In-Text-Advertising, the two double blue linesMy fellow bloggers, website owners and editors. I understand we all need to make a living and money is the key driver to more freedom to do what you want. But can we please drop In-Text Advertising as a way to make our living? It’s a bad user experience, click throughs are very low on these annoying pop-ups, and you make peanuts on the clicks.

Kontera In-Text Advertising

Years ago I tried In-Text Advertising myself. I singed up with Kontera, one of the largest platform providing the in-text advertising to webmasters as a plug-and-play model. The only implementation is a small piece of javascript on your pages, which will match keywords in the text to keywords of their advertisers. The java script places a link on the keyword, with the double blue line as displayed in the screenshot at the right here.

From one side, as a user I can easily understand these double lined links are different than the normal links on the website. However, the double lines on these make my mouse hover over the links almost automatically. You know, I’m really easily distracted from anything, where a different patterns in the normally designed CSS of a website will draw my attention.

A mouse over will open up the pop-up for the advertisement, which slows down my ability to read the full article.

Kontera In-Text Advertising pop-up

Your Advertisement Pop-Up Distracted Me

Great, now you have me focussed on something completely different than the article I was reading. I will have to move my pointer to the little cross in the upper right corner, click your pop-up away, and try to find where I was in the article to continue reading. As a metter of fact, I probably will have to re-read the paragraph your ad was in, which annoys me. Most of the time, I will just leave the website, and forget what I was reading.

And most of the time, the ads are not even that relevant to the article I’m interested in. The fact you are able to research keywords and target these in an editorial context does not necessary make the advertisement relevant to what I’m doing at that exact moment. I can see that in a search environment, where I’m specifically type in a search query to look for information around those keywords. If an advertiser is prepared to pay for traffic around the keywords I’m typing in in my search for information, that’s great. However, when I’m reading an article, I have a completely different objective: interest in the full article!

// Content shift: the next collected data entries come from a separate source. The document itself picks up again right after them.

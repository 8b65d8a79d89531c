use std::path::Path;

use serde::{Deserialize, Serialize};

use crate::error::ReportError;

/// One recorded point of the error trajectory.
#[derive(Debug, Clone, Copy, PartialEq, Serialize, Deserialize)]
pub struct ErrorSample {
    pub epoch: usize,
    #[serde(with = "non_finite")]
    pub mean_abs_error: f64,
}

/// JSON has no NaN or infinity. Finite values stay numbers; the others are
/// written as the strings `"NaN"`, `"inf"` and `"-inf"`.
mod non_finite {
    use serde::de::Error;
    use serde::{Deserialize, Deserializer, Serializer};

    pub fn serialize<S: Serializer>(value: &f64, serializer: S) -> Result<S::Ok, S::Error> {
        if value.is_finite() {
            serializer.serialize_f64(*value)
        } else if value.is_nan() {
            serializer.serialize_str("NaN")
        } else if *value > 0.0 {
            serializer.serialize_str("inf")
        } else {
            serializer.serialize_str("-inf")
        }
    }

    #[derive(Deserialize)]
    #[serde(untagged)]
    enum Repr {
        Number(f64),
        Text(String),
    }

    pub fn deserialize<'de, D: Deserializer<'de>>(deserializer: D) -> Result<f64, D::Error> {
        match Repr::deserialize(deserializer)? {
            Repr::Number(v) => Ok(v),
            Repr::Text(s) => match s.as_str() {
                "NaN" => Ok(f64::NAN),
                "inf" => Ok(f64::INFINITY),
                "-inf" => Ok(f64::NEG_INFINITY),
                other => Err(D::Error::custom(format!("'{other}' is not an error value"))),
            },
        }
    }
}

/// Append-only, epoch-ordered record of sampled training errors.
#[derive(Debug, Clone, Default, PartialEq, Serialize, Deserialize)]
pub struct ErrorHistory {
    samples: Vec<ErrorSample>,
}

impl ErrorHistory {
    pub fn new() -> ErrorHistory {
        ErrorHistory::default()
    }

    /// # Panics
    /// Panics in debug builds if `epoch` does not come after the last recorded one.
    pub fn record(&mut self, epoch: usize, mean_abs_error: f64) {
        debug_assert!(self.samples.last().map_or(true, |s| s.epoch < epoch));
        self.samples.push(ErrorSample { epoch, mean_abs_error });
    }

    pub fn samples(&self) -> &[ErrorSample] {
        &self.samples
    }

    /// Error values in epoch order.
    pub fn values(&self) -> Vec<f64> {
        self.samples.iter().map(|s| s.mean_abs_error).collect()
    }

    pub fn first(&self) -> Option<&ErrorSample> {
        self.samples.first()
    }

    pub fn last(&self) -> Option<&ErrorSample> {
        self.samples.last()
    }

    pub fn len(&self) -> usize {
        self.samples.len()
    }

    pub fn is_empty(&self) -> bool {
        self.samples.is_empty()
    }

    /// Writes the history as pretty-printed JSON.
    pub fn save_json(&self, path: impl AsRef<Path>) -> Result<(), ReportError> {
        let file = std::fs::File::create(path)?;
        let writer = std::io::BufWriter::new(file);
        serde_json::to_writer_pretty(writer, self)?;
        Ok(())
    }

    /// Reads a history previously written by `save_json`.
    pub fn load_json(path: impl AsRef<Path>) -> Result<ErrorHistory, ReportError> {
        let file = std::fs::File::open(path)?;
        let reader = std::io::BufReader::new(file);
        Ok(serde_json::from_reader(reader)?)
    }
}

But it’s Relevant Advertisement

Really…? Case in point, in the above screenshot of the Kontera In-Text advertisement pop-up I was reading the following article: Dutch Company Turns Google Street View Into A First Person Shooter. As the title speaks for itself, I’m not going to explain what the story actually was about. If you would like to read it, I suggest to click on the embedded link.

But what I would like to point out here is the question I raise how the advertisement for a Lexus car, Car Navigation equipment or the ad for a Samsung Smart Phone are relevant to the story of a Dutch advertising agency called Pool Worldwide has turned Google Maps into a first-person shooter. Seriously, as a marketeer I even question if I would allow my brand to be promoted next to a controversial projects like the one described in the article here. Next time a shooting happens which might be inspired by violent first person shooter games, there might be a backlash for the advertisers promoted next to any of these articles.

In-Text Advertising Slowing Down Your Site

Next to the annoying pop-ups which make up for a bad user experience, and the unrelated advertisement, there is a third dis-advantage for any website serving these In-Text advertisements; an external server call to match keywords in text with the keywords advertisers are buying. This external call will slow down the site, which will impact the user experience for both humans as also for robots. I have not done any testing of the impact of the total page download time. But this would be something to consider.

Ultimately, every webmaster, website owner or editor should decide by themselves how they would like to monetize their content, how they make a living and how to please their readers. For me, it would be better if the in-text advertisers would disappear altogether as I would finally be able to finish some of the articles I would like to read, instead of getting distracted all the time by a non-relevant pop-up!